I represented Dr. M. on a case, and I will never forget what he told me about how he came to the work of providing abortion care. He was working as an OB-GYN at a hospital in upstate New York, performing a few abortions a year after the only other local abortion provider retired. Through NARAL Pro-Choice America and the National Abortion Federation, he connected with other abortion providers, and “got inspired” to step up to fill the gap. He opened a small outpatient clinic connected to the hospital, and eventually made the move to a full-time family planning clinic, where he has practiced for six years.

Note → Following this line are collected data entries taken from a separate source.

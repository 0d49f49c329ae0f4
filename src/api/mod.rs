pub mod collection_handlers;
pub mod extractors;
pub mod handlers;
pub mod middleware;
pub mod routes;
pub mod user_handlers;

pub use collection_handlers::*;
pub use extractors::*;
pub use handlers::*;
pub use routes::*;
pub use user_handlers::*;
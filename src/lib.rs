pub mod api;
pub mod config;
pub mod external;
pub mod logic;
pub mod model;
pub mod seed;
pub mod store;

// Export API types
pub use api::handlers;
pub use api::routes;

// Export logic types
pub use logic::{
    list_movies, register_user, CatalogError, CatalogOperations, CatalogResult,
    CollectionWorkflow, MovieListing,
};

// Export all model types
pub use model::*;

// Export seed module
pub use seed::*;

// Export store types
pub use store::{MemoryStore, PostgresStore, RequestCounter, Store};

use crate::api::handlers::AppState;
use crate::config::{AppConfig, StorageBackend};
use crate::external::{HttpMovieSource, MovieSource};
use std::sync::Arc;

/// Build the application router for the configured storage backend
pub async fn build_app(config: &AppConfig) -> anyhow::Result<axum::Router> {
    let movie_source: Arc<dyn MovieSource> = Arc::new(HttpMovieSource::from_config(&config.movie_api)?);
    let load_seed = std::env::var("LOAD_SEED_DATA").unwrap_or_default() == "true";

    match config.storage {
        StorageBackend::Postgres => {
            log::info!("Connecting to PostgreSQL...");
            let database_url = config.database_url()?;
            let postgres_store = PostgresStore::new(&database_url, config.max_connections()).await?;

            log::info!("Running database migrations...");
            postgres_store.migrate().await?;

            app_with_store(Arc::new(postgres_store), movie_source, load_seed).await
        }
        StorageBackend::Memory => {
            log::warn!("Using in-memory storage; data is lost on shutdown");
            app_with_store(Arc::new(MemoryStore::new()), movie_source, load_seed).await
        }
    }
}

async fn app_with_store<S: Store + 'static>(
    store: Arc<S>,
    movie_source: Arc<dyn MovieSource>,
    load_seed: bool,
) -> anyhow::Result<axum::Router> {
    // Load seed data for demonstration (optional)
    if load_seed {
        let inserted = seed::load_seed_data(store.as_ref()).await?;
        log::info!("Seed data loaded: {} movies inserted", inserted);
    }

    Ok(routes::create_router(AppState::new(store, movie_source)))
}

When I asked him what sustains him — despite the protests, threats, and daily emotional challenges of the work — he said it was the stories of his patients, whom he regards as “fellow travelers.” Dr. M. has seen patients who have terminated wanted pregnancies due to life-threatening medical conditions, women in poverty who could not provide for another child, and victims of sexual abuse. As an adult survivor of child sexual abuse himself, Dr. M. tries to “bring that sensitivity” to his practice. “It’s important to let my patients know that [abortion] is not just a theory that I’m sympathetic about,” he told me. Instead, Dr. M. aims to draw parallels between his own issues and struggles in life and those of his patients, and to also bring that energy into his work.
Dr. M. has provided compassionate and professional health care to his patients, has constantly advocated to expand available services in his region, and has been an outspoken champion for his staff and the women he serves. He is a true inspiration.
Yesterday was the National Day of Appreciation for Abortion Providers. ACLU staff honored those men and women with a series of tributes yesterday.